**Try it**
Extract every record, keeping each one exactly as it is.

──────

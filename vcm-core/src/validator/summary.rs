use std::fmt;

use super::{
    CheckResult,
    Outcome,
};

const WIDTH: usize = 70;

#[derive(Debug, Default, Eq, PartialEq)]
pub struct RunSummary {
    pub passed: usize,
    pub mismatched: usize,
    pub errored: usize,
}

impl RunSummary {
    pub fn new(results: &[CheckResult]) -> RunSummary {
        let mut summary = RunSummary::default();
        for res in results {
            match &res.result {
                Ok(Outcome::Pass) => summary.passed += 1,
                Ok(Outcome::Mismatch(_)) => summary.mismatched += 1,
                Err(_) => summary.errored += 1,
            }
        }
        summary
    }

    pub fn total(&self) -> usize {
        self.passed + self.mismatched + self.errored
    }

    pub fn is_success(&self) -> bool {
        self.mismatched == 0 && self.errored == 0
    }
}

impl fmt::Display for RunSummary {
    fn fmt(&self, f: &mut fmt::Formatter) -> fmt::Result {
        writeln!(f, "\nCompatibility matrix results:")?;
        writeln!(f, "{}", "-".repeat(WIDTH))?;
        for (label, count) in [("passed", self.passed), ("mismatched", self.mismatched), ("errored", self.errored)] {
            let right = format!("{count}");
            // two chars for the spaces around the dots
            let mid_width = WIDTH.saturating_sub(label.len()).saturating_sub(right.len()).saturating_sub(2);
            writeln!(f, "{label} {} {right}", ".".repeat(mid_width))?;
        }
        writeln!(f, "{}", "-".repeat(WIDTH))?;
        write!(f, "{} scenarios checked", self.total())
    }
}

──────

**Task response**
filename vcm-core/src/validator/summary.rs
use std::fmt;

use super::{
    CheckResult,
    Outcome,
};

const WIDTH: usize = 70;

#[derive(Debug, Default, Eq, PartialEq)]
pub struct RunSummary {
    pub passed: usize,
    pub mismatched: usize,
    pub errored: usize,
}

impl RunSummary {
    pub fn new(results: &[CheckResult]) -> RunSummary {
        let mut summary = RunSummary::default();
        for res in results {
            match &res.result {
                Ok(Outcome::Pass) => summary.passed += 1,
                Ok(Outcome::Mismatch(_)) => summary.mismatched += 1,
                Err(_) => summary.errored += 1,
            }
        }
        summary
    }

    pub fn total(&self) -> usize {
        self.passed + self.mismatched + self.errored
    }

    pub fn is_success(&self) -> bool {
        self.mismatched == 0 && self.errored == 0
    }
}

impl fmt::Display for RunSummary {
    fn fmt(&self, f: &mut fmt::Formatter) -> fmt::Result {
        writeln!(f, "\nCompatibility matrix results:")?;
        writeln!(f, "{}", "-".repeat(WIDTH))?;
        for (label, count) in [("passed", self.passed), ("mismatched", self.mismatched), ("errored", self.errored)] {
            let right = format!("{count}");
            // two chars for the spaces around the dots
            let mid_width = WIDTH.saturating_sub(label.len()).saturating_sub(right.len()).saturating_sub(2);
            writeln!(f, "{label} {} {right}", ".".repeat(mid_width))?;
        }
        writeln!(f, "{}", "-".repeat(WIDTH))?;
        write!(f, "{} scenarios checked", self.total())
    }
}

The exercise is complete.